Leda lets the salty wetness course down her face. She finds herself rocking, holding the tiny plaque against her heart, wondering if she will ever see Colleen again. She wants to believe in life after death, but it seems so abstract, so unimaginable in the face of the pain she has suffered.

She thinks of Walt, his suffering, and wonders if he will recover. She wants his body to continue to heal, but she cannot see much improvement. His face continues to be lopsided, his body unable to feel much at all. He has not regained control of his bodily functions, yet can lift one hand and maneuver the fingers with minimal skill. The physical therapy seems to be working, but is the pain worth all of that?

Leda has often thought that the pain of losing Colleen would be better dealt with by dying herself. A piece of her died that night, when she got the call that her daughter had been killed. She went numb for days, going through the motions of picking a casket, arranging a funeral, and calling the family. She had even thought of protecting Janet, pregnant with her third child. Leda told her not to come to the funeral, just the viewing. She did not want the tragedy of their lives to lead to another tragedy, possibly a miscarriage in a grief-wracked body.

Then, after the flowers had wilted and the friends had gone, Leda sank into herself. She spent days in bed, staring at the ceiling, watching The People’s Court, and sleeping. Mostly sleeping. Walt woke up earlier than ever for work, showering quickly and noiselessly leaving the house. She knew it was his way of dealing with the tragedy, of pretending that it hadn’t happened or, if it had, pretending that it did not affect him. She knew he cried in his truck on the way to work, for she found the empty Kleenex boxes and used tissues months later. She wished she had his strength to get out of bed, let out her grief, even if in private, and continue living.

However, Leda couldn’t do this. Instead, she gave up what she loved most: painting.
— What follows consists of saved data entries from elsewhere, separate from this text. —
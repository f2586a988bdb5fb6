use std::collections::HashMap;
use std::sync::{Arc, Mutex, MutexGuard};

use log::debug;
use once_cell::sync::OnceCell;

use crate::error::SimError;
use crate::metrics::{race_cache_hit_total, race_cache_miss_total, Metrics};
use crate::report::RaceReport;

type Slot = Arc<OnceCell<Arc<RaceReport>>>;

/// Read-through cache for rapporter, nøklet på session-id.
/// Kartlåsen holdes bare for å hente sloten; beregningen kjører på sloten,
/// så maks én beregning per nøkkel uten at andre nøkler må vente.
#[derive(Debug, Default)]
pub struct SimulationCache {
    slots: Mutex<HashMap<String, Slot>>,
}

impl SimulationCache {
    pub fn new() -> Self {
        Self::default()
    }

    fn lock(&self) -> MutexGuard<'_, HashMap<String, Slot>> {
        // en panikk i en annen beregning gjør ikke kartet ugyldig
        self.slots.lock().unwrap_or_else(|e| e.into_inner())
    }

    fn slot(&self, session_key: &str) -> Slot {
        Arc::clone(
            self.lock()
                .entry(session_key.to_string())
                .or_insert_with(|| Arc::new(OnceCell::new())),
        )
    }

    /// Henter rapport fra cache, eller beregner og lagrer den.
    /// Feilede beregninger lagres ikke.
    pub fn get_or_compute<F>(
        &self,
        session_key: &str,
        metrics: &Metrics,
        compute: F,
    ) -> Result<Arc<RaceReport>, SimError>
    where
        F: FnOnce() -> Result<RaceReport, SimError>,
    {
        let slot = self.slot(session_key);
        let mut computed = false;

        let result = slot.get_or_try_init(|| {
            computed = true;
            race_cache_miss_total(metrics).inc();
            debug!("cache miss for {session_key}, simulerer");
            let report = Arc::new(compute()?);
            metrics.record_computed(report.simulated_laps);
            Ok::<_, SimError>(report)
        });

        match result {
            Ok(report) => {
                if !computed {
                    race_cache_hit_total(metrics).inc();
                }
                Ok(Arc::clone(report))
            }
            Err(e) => {
                // tom slot fjernes så neste kall prøver på nytt
                let mut slots = self.lock();
                if let Some(current) = slots.get(session_key) {
                    if Arc::ptr_eq(current, &slot) && current.get().is_none() {
                        slots.remove(session_key);
                    }
                }
                Err(e)
            }
        }
    }

    pub fn invalidate(&self, session_key: &str) -> bool {
        self.lock()
            .remove(session_key)
            .map_or(false, |slot| slot.get().is_some())
    }

    /// Antall ferdige rapporter (slots under beregning telles ikke).
    pub fn len(&self) -> usize {
        self.lock().values().filter(|s| s.get().is_some()).count()
    }

    pub fn is_empty(&self) -> bool {
        self.len() == 0
    }
}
She had painted furiously over the years, decorating their home with oils on canvas. She mostly painted landscapes or flowers. She tried to recreate the idyllic scenes of her childhood in the Bay Area, the farms, orchards, and poppies. Now, that inspiration had fled. She gave her brushes and blank canvases to the Goodwill, then threw the half-used paints away.

Leda realizes that it has been twenty years since that day, since her life fell out from under her. She stares at the Strawberry Shortcake image, so cheery and false in her brightness. Leda knows the world has fallen again and wonders if God has a sick sense of humor. She decides that she does not want to lose Walt, even if she still feels angry with him from time to time, even if their marriage has not been a perfect one. She does not want to lose him, too.

She stands and tries to dust the dirt from her bottom. Her creased linen pants have become wrinkled, but she decides that it does not matter. Instead, she turns back to her task at hand. She is going to decorate for Christmas. It could be her last with Walt.